- [WHAT THE EXERCISE ASKS]
Please return all the records exactly, with nothing left out.

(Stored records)
—————

impl ConfigManager {
    /// Create a ConfigManager with a custom config directory (primarily for testing)
    pub fn with_dir(config_dir: PathBuf) -> Self {
        Self { config_dir }
    }

    /// Create a new ConfigManager for the given app name
    pub fn new(app_name: &str) -> Result<Self> {
        let config_dir = dirs::config_dir()
            .ok_or_else(|| eyre!("Could not determine config directory"))?
            .join(app_name);

        Ok(Self { config_dir })
    }

    pub fn config_dir(&self) -> &Path {
        &self.config_dir
    }

    /// Get path to a specific config file
    pub fn config_path(&self, path: &str) -> PathBuf {
        self.config_dir.join(path)
    }

    pub fn ensure_config_dir(&self) -> Result<()> {
        if !self.config_dir.exists() {
            std::fs::create_dir_all(&self.config_dir)?;
        }
        Ok(())
    }

    /// Generate default configuration template as a string
    pub fn generate_default_config(&self) -> String {
        DEFAULT_CONFIG_TEMPLATE.to_string()
    }

    /// Write default configuration to config file
    pub fn write_default_config(&self, force: bool) -> Result<PathBuf> {
        let config_path = self.config_path("config.toml");

        if config_path.exists() && !force {
            return Err(eyre!(
                "Config file already exists at {}. Use --force to overwrite.",
                config_path.display()
            ));
        }

        self.ensure_config_dir()?;
        std::fs::write(&config_path, DEFAULT_CONFIG_TEMPLATE)?;

        Ok(config_path)
    }

    /// Read `config.toml` from this directory. A missing file yields defaults.
    pub fn read_config(&self) -> Result<AppConfig> {
        let config_path = self.config_path("config.toml");

        if !config_path.exists() {
            return Ok(AppConfig::default());
        }

        let content = std::fs::read_to_string(&config_path).map_err(|e| {
            eyre!(
                "Failed to read config file at {}: {}",
                config_path.display(),
                e
            )
        })?;

        toml::from_str(&content).map_err(|e| {
            eyre!(
                "Failed to parse config file at {}: {}",
                config_path.display(),
                e
            )
        })
    }
}

/// Complete application configuration
#[derive(Debug, Clone, Serialize, Deserialize)]
#[serde(default)]
pub struct AppConfig {
    /// Configuration format version (for future compatibility)
    pub version: String,
    pub file_loading: FileLoadingConfig,
    pub analysis: AnalysisConfig,
    pub performance: PerformanceConfig,
    pub theme: ThemeConfig,
    pub debug: DebugConfig,
}

#[derive(Debug, Clone, Serialize, Deserialize, Default)]
#[serde(default)]
pub struct FileLoadingConfig {
    pub data_path: Option<PathBuf>,
    pub delimiter: Option<u8>,
    pub has_header: Option<bool>,
}

#[derive(Debug, Clone, Serialize, Deserialize)]
#[serde(default)]
pub struct AnalysisConfig {
    pub top_n: usize,
    pub tie_break: TieBreak,
}

#[derive(Debug, Clone, Serialize, Deserialize)]
#[serde(default)]
pub struct PerformanceConfig {
    pub event_poll_interval_ms: u64,
}

#[derive(Debug, Clone, Serialize, Deserialize, Default)]
#[serde(default)]
pub struct ThemeConfig {
    pub colors: ColorConfig,
}

#[derive(Debug, Clone, Serialize, Deserialize)]
#[serde(default)]
pub struct ColorConfig {
    pub primary: String,
    pub secondary: String,
    pub error: String,
    pub dimmed: String,
    pub controls_bg: String,
    pub text_primary: String,
    pub text_secondary: String,
    pub border: String,
    pub border_active: String,
    pub bar: String,
    /// Colors cycled through for wines in the stacked comparison
    pub wine_palette: Vec<String>,
}

#[derive(Debug, Clone, Serialize, Deserialize, Default)]
#[serde(default)]
pub struct DebugConfig {
    pub enabled: bool,
}

impl Default for AppConfig {
    fn default() -> Self {
        Self {
            version: "0.1".to_string(),
            file_loading: FileLoadingConfig::default(),
            analysis: AnalysisConfig::default(),
            performance: PerformanceConfig::default(),
            theme: ThemeConfig::default(),
            debug: DebugConfig::default(),
        }
    }
}

impl Default for AnalysisConfig {
    fn default() -> Self {
        Self {
            top_n: DEFAULT_TOP_N,
            tie_break: TieBreak::FirstSeen,
        }
    }
}

impl Default for PerformanceConfig {
    fn default() -> Self {
        Self {
            event_poll_interval_ms: 25,
        }
    }
}

impl Default for ColorConfig {
    fn default() -> Self {
        Self {
            primary: "#aa8287".to_string(),
            secondary: "#f7ede2".to_string(),
            error: "red".to_string(),
            dimmed: "dark_gray".to_string(),
            controls_bg: "indexed(236)".to_string(),
            text_primary: "white".to_string(),
            text_secondary: "dark_gray".to_string(),
            border: "#aa8287".to_string(),
            border_active: "yellow".to_string(),
            bar: "red".to_string(),
            wine_palette: vec![
                "#8b1a2b".to_string(),
                "#e8d77a".to_string(),
                "#e59aa6".to_string(),
                "#c0392b".to_string(),
                "#7d5ba6".to_string(),
                "#d98c3a".to_string(),
            ],
        }
    }
}

// Configuration loading and merging
impl AppConfig {
    /// Load configuration from all layers (default → user)
    pub fn load(app_name: &str) -> Result<Self> {
        let mut config = AppConfig::default();

        if let Ok(manager) = ConfigManager::new(app_name) {
            config.merge(manager.read_config()?);
        }

        config.validate()?;
        Ok(config)
    }

    /// Merge another config into this one (other takes precedence)
    pub fn merge(&mut self, other: AppConfig) {
        if other.version != AppConfig::default().version {
            self.version = other.version;
        }

        self.file_loading.merge(other.file_loading);
        self.analysis.merge(other.analysis);
        self.performance.merge(other.performance);
        self.theme.merge(other.theme);
        self.debug.merge(other.debug);
    }

    /// Validate configuration values
    pub fn validate(&self) -> Result<()> {
        if !self.version.starts_with("0.1") {
            return Err(eyre!(
                "Unsupported config version: {}. Expected 0.1.x",
                self.version
            ));
        }

        if self.analysis.top_n == 0 {
            return Err(eyre!("top_n must be greater than 0"));
        }

        if self.performance.event_poll_interval_ms == 0 {
            return Err(eyre!("event_poll_interval_ms must be greater than 0"));
        }

        let parser = ColorParser::new();
        self.theme.colors.validate(&parser)?;

        Ok(())
    }
}

impl FileLoadingConfig {
    pub fn merge(&mut self, other: Self) {
        if other.data_path.is_some() {
            self.data_path = other.data_path;
        }
        if other.delimiter.is_some() {
            self.delimiter = other.delimiter;
        }
        if other.has_header.is_some() {
            self.has_header = other.has_header;
        }
    }
}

—————

- [EXERCISE SOLUTION]
impl ConfigManager {
    /// Create a ConfigManager with a custom config directory (primarily for testing)
    pub fn with_dir(config_dir: PathBuf) -> Self {
        Self { config_dir }
    }

    /// Create a new ConfigManager for the given app name
    pub fn new(app_name: &str) -> Result<Self> {
        let config_dir = dirs::config_dir()
            .ok_or_else(|| eyre!("Could not determine config directory"))?
            .join(app_name);

        Ok(Self { config_dir })
    }

    pub fn config_dir(&self) -> &Path {
        &self.config_dir
    }

    /// Get path to a specific config file
    pub fn config_path(&self, path: &str) -> PathBuf {
        self.config_dir.join(path)
    }

    pub fn ensure_config_dir(&self) -> Result<()> {
        if !self.config_dir.exists() {
            std::fs::create_dir_all(&self.config_dir)?;
        }
        Ok(())
    }

    /// Generate default configuration template as a string
    pub fn generate_default_config(&self) -> String {
        DEFAULT_CONFIG_TEMPLATE.to_string()
    }

    /// Write default configuration to config file
    pub fn write_default_config(&self, force: bool) -> Result<PathBuf> {
        let config_path = self.config_path("config.toml");

        if config_path.exists() && !force {
            return Err(eyre!(
                "Config file already exists at {}. Use --force to overwrite.",
                config_path.display()
            ));
        }

        self.ensure_config_dir()?;
        std::fs::write(&config_path, DEFAULT_CONFIG_TEMPLATE)?;

        Ok(config_path)
    }

    /// Read `config.toml` from this directory. A missing file yields defaults.
    pub fn read_config(&self) -> Result<AppConfig> {
        let config_path = self.config_path("config.toml");

        if !config_path.exists() {
            return Ok(AppConfig::default());
        }

        let content = std::fs::read_to_string(&config_path).map_err(|e| {
            eyre!(
                "Failed to read config file at {}: {}",
                config_path.display(),
                e
            )
        })?;

        toml::from_str(&content).map_err(|e| {
            eyre!(
                "Failed to parse config file at {}: {}",
                config_path.display(),
                e
            )
        })
    }
}

/// Complete application configuration
#[derive(Debug, Clone, Serialize, Deserialize)]
#[serde(default)]
pub struct AppConfig {
    /// Configuration format version (for future compatibility)
    pub version: String,
    pub file_loading: FileLoadingConfig,
    pub analysis: AnalysisConfig,
    pub performance: PerformanceConfig,
    pub theme: ThemeConfig,
    pub debug: DebugConfig,
}

#[derive(Debug, Clone, Serialize, Deserialize, Default)]
#[serde(default)]
pub struct FileLoadingConfig {
    pub data_path: Option<PathBuf>,
    pub delimiter: Option<u8>,
    pub has_header: Option<bool>,
}

#[derive(Debug, Clone, Serialize, Deserialize)]
#[serde(default)]
pub struct AnalysisConfig {
    pub top_n: usize,
    pub tie_break: TieBreak,
}

#[derive(Debug, Clone, Serialize, Deserialize)]
#[serde(default)]
pub struct PerformanceConfig {
    pub event_poll_interval_ms: u64,
}

#[derive(Debug, Clone, Serialize, Deserialize, Default)]
#[serde(default)]
pub struct ThemeConfig {
    pub colors: ColorConfig,
}

#[derive(Debug, Clone, Serialize, Deserialize)]
#[serde(default)]
pub struct ColorConfig {
    pub primary: String,
    pub secondary: String,
    pub error: String,
    pub dimmed: String,
    pub controls_bg: String,
    pub text_primary: String,
    pub text_secondary: String,
    pub border: String,
    pub border_active: String,
    pub bar: String,
    /// Colors cycled through for wines in the stacked comparison
    pub wine_palette: Vec<String>,
}

#[derive(Debug, Clone, Serialize, Deserialize, Default)]
#[serde(default)]
pub struct DebugConfig {
    pub enabled: bool,
}

impl Default for AppConfig {
    fn default() -> Self {
        Self {
            version: "0.1".to_string(),
            file_loading: FileLoadingConfig::default(),
            analysis: AnalysisConfig::default(),
            performance: PerformanceConfig::default(),
            theme: ThemeConfig::default(),
            debug: DebugConfig::default(),
        }
    }
}

impl Default for AnalysisConfig {
    fn default() -> Self {
        Self {
            top_n: DEFAULT_TOP_N,
            tie_break: TieBreak::FirstSeen,
        }
    }
}

impl Default for PerformanceConfig {
    fn default() -> Self {
        Self {
            event_poll_interval_ms: 25,
        }
    }
}

impl Default for ColorConfig {
    fn default() -> Self {
        Self {
            primary: "#aa8287".to_string(),
            secondary: "#f7ede2".to_string(),
            error: "red".to_string(),
            dimmed: "dark_gray".to_string(),
            controls_bg: "indexed(236)".to_string(),
            text_primary: "white".to_string(),
            text_secondary: "dark_gray".to_string(),
            border: "#aa8287".to_string(),
            border_active: "yellow".to_string(),
            bar: "red".to_string(),
            wine_palette: vec![
                "#8b1a2b".to_string(),
                "#e8d77a".to_string(),
                "#e59aa6".to_string(),
                "#c0392b".to_string(),
                "#7d5ba6".to_string(),
                "#d98c3a".to_string(),
            ],
        }
    }
}

// Configuration loading and merging
impl AppConfig {
    /// Load configuration from all layers (default → user)
    pub fn load(app_name: &str) -> Result<Self> {
        let mut config = AppConfig::default();

        if let Ok(manager) = ConfigManager::new(app_name) {
            config.merge(manager.read_config()?);
        }

        config.validate()?;
        Ok(config)
    }

    /// Merge another config into this one (other takes precedence)
    pub fn merge(&mut self, other: AppConfig) {
        if other.version != AppConfig::default().version {
            self.version = other.version;
        }

        self.file_loading.merge(other.file_loading);
        self.analysis.merge(other.analysis);
        self.performance.merge(other.performance);
        self.theme.merge(other.theme);
        self.debug.merge(other.debug);
    }

    /// Validate configuration values
    pub fn validate(&self) -> Result<()> {
        if !self.version.starts_with("0.1") {
            return Err(eyre!(
                "Unsupported config version: {}. Expected 0.1.x",
                self.version
            ));
        }

        if self.analysis.top_n == 0 {
            return Err(eyre!("top_n must be greater than 0"));
        }

        if self.performance.event_poll_interval_ms == 0 {
            return Err(eyre!("event_poll_interval_ms must be greater than 0"));
        }

        let parser = ColorParser::new();
        self.theme.colors.validate(&parser)?;

        Ok(())
    }
}

impl FileLoadingConfig {
    pub fn merge(&mut self, other: Self) {
        if other.data_path.is_some() {
            self.data_path = other.data_path;
        }
        if other.delimiter.is_some() {
            self.delimiter = other.delimiter;
        }
        if other.has_header.is_some() {
            self.has_header = other.has_header;
        }
    }
}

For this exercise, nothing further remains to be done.